Un boycott légitime
- EAN 9782358720878
Pour l'État d'Israël, la principale source d'exportation vers l'Occident n'est
pas faite de mandarines ou d'avocats, ni même d'armement ou de systèmes
sécuritaires : l'essentiel, c'est la promotion d'une image, celle de l' «
énergie créative » pour tout ce qui touche à la culture. « Les produits
israéliens comme la littérature, la musique, la danse, le cinéma, l'art, la
gastronomie, la science et les technologies, l'architecture et l'histoire sont
des domaines culturels susceptibles de toucher les publics cible,
particulièrement en Europe » explique un ex-député du parti de gauche Meretz. Or
cette vitrine culturelle, comme le prestige international de l'université
israélienne, masquent une tout autre réalité : les liens entre cette université
et l'institution militaire, le rôle de l'université dans la recherche de
nouveaux outils de combat et de renseignement, la discrimination des étudiants
palestiniens, l'absence de protestation contre les guerres menées à Gaza?
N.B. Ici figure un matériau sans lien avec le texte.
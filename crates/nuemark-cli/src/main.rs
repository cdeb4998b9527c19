use std::{collections::BTreeMap, fs, io::Write, path::PathBuf};

use anyhow::{Context, Result, bail};
use clap::Parser;
use nuemark_config::Config;
use nuemark_engine::{Document, RenderData, RenderOptions};

#[derive(Parser)]
#[command(name = "nuemark", version, about = "Compile Nuemark documents to HTML")]
struct Cli {
    /// Nuemark source file
    file: PathBuf,

    /// Config file (defaults to ~/.config/nuemark/config.toml)
    #[arg(short, long)]
    config: Option<PathBuf>,

    /// Add ids and anchor links to headings
    #[arg(long)]
    heading_ids: bool,

    /// Render sections with these classes (comma separated)
    #[arg(long, value_delimiter = ',')]
    sections: Option<Vec<String>>,

    /// Prepend a table of contents
    #[arg(long)]
    toc: bool,

    /// Extra reflink, `label=href "title"`. Repeatable.
    #[arg(short, long = "link", value_parser = parse_link)]
    links: Vec<(String, String)>,

    /// Print the front matter as YAML instead of rendering
    #[arg(long)]
    meta: bool,

    /// Write HTML to this file instead of stdout
    #[arg(short, long)]
    output: Option<PathBuf>,
}

fn parse_link(s: &str) -> Result<(String, String), String> {
    match s.split_once('=') {
        Some((label, href)) if !label.is_empty() => Ok((label.to_string(), href.to_string())),
        _ => Err(format!("expected `label=href`, got `{s}`")),
    }
}

fn load_config(cli: &Cli) -> Result<Config> {
    let config = match &cli.config {
        Some(path) => match Config::load_from_path(path)? {
            Some(config) => config,
            None => bail!("Config file '{}' not found", path.display()),
        },
        None => Config::load()?.unwrap_or_default(),
    };
    log::debug!("Effective config: {config:?}");
    Ok(config)
}

fn main() -> Result<()> {
    env_logger::Builder::from_default_env()
        .filter_level(log::LevelFilter::Info)
        .init();

    let cli = Cli::parse();
    let config = load_config(&cli)?;

    let text = fs::read_to_string(&cli.file)
        .with_context(|| format!("Failed to read '{}'", cli.file.display()))?;
    let doc = Document::parse(&text)
        .with_context(|| format!("Failed to parse '{}'", cli.file.display()))?;

    if cli.meta {
        print!("{}", serde_yaml::to_string(doc.meta())?);
        return Ok(());
    }

    let mut links: BTreeMap<String, String> = config.links;
    links.extend(cli.links);
    let data = RenderData {
        sections: cli.sections.or(config.sections),
        heading_ids: cli.heading_ids || config.heading_ids,
        links,
    };
    let toc = cli.toc || config.toc;

    log::info!(
        "Rendering '{}' ({} blocks, title {:?})",
        cli.file.display(),
        doc.blocks().len(),
        doc.title()
    );

    let mut html = doc.render(RenderOptions {
        data,
        ..Default::default()
    })?;
    if toc {
        html = format!("{}\n{html}", doc.render_toc());
    }

    match cli.output.or(config.output) {
        Some(path) => {
            fs::write(&path, html)
                .with_context(|| format!("Failed to write '{}'", path.display()))?;
            log::info!("Wrote {}", path.display());
        }
        None => {
            let mut stdout = std::io::stdout().lock();
            writeln!(stdout, "{html}")?;
        }
    }
    Ok(())
}

#[cfg(test)]
mod tests {
    use super::*;

    #[test]
    fn parses_link_argument() {
        assert_eq!(
            parse_link(r#"docs=/docs "Docs""#),
            Ok(("docs".to_string(), r#"/docs "Docs""#.to_string()))
        );
        assert!(parse_link("nolabel").is_err());
        assert!(parse_link("=/x").is_err());
    }

    #[test]
    fn cli_definition_is_valid() {
        use clap::CommandFactory;
        Cli::command().debug_assert();
    }

    #[test]
    fn sections_split_on_commas() {
        let cli = Cli::parse_from(["nuemark", "page.md", "--sections", "hero,features", "-l", "a=/a"]);
        assert_eq!(cli.sections, Some(vec!["hero".to_string(), "features".to_string()]));
        assert_eq!(cli.links, vec![("a".to_string(), "/a".to_string())]);
    }
}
Et
l'évidence que les écrivains, artistes et cinéastes du soi-disant Camp de la
paix, d'Amos Oz à Amos Gitaï ou David Grossman, ne sont que des dissidents
officiels tout à fait inoffensifs. C'est cette réalité-là qui explique le succès
exponentiel du boycott académique et culturel dans le monde entier ? et les
réactions très vives du pouvoir israélien contre ce qu'il considère désormais
comme une « menace existentielle ». Ce boycott ne concerne pas les personnes
mais les institutions et ceux qu'elles soutiennent. Il n'est ni un obstacle au
dialogue, ni un frein à l'action d'une « gauche sioniste » muette et
paralytique. Il est un mode de résistance pacifique et parfaitement légitime.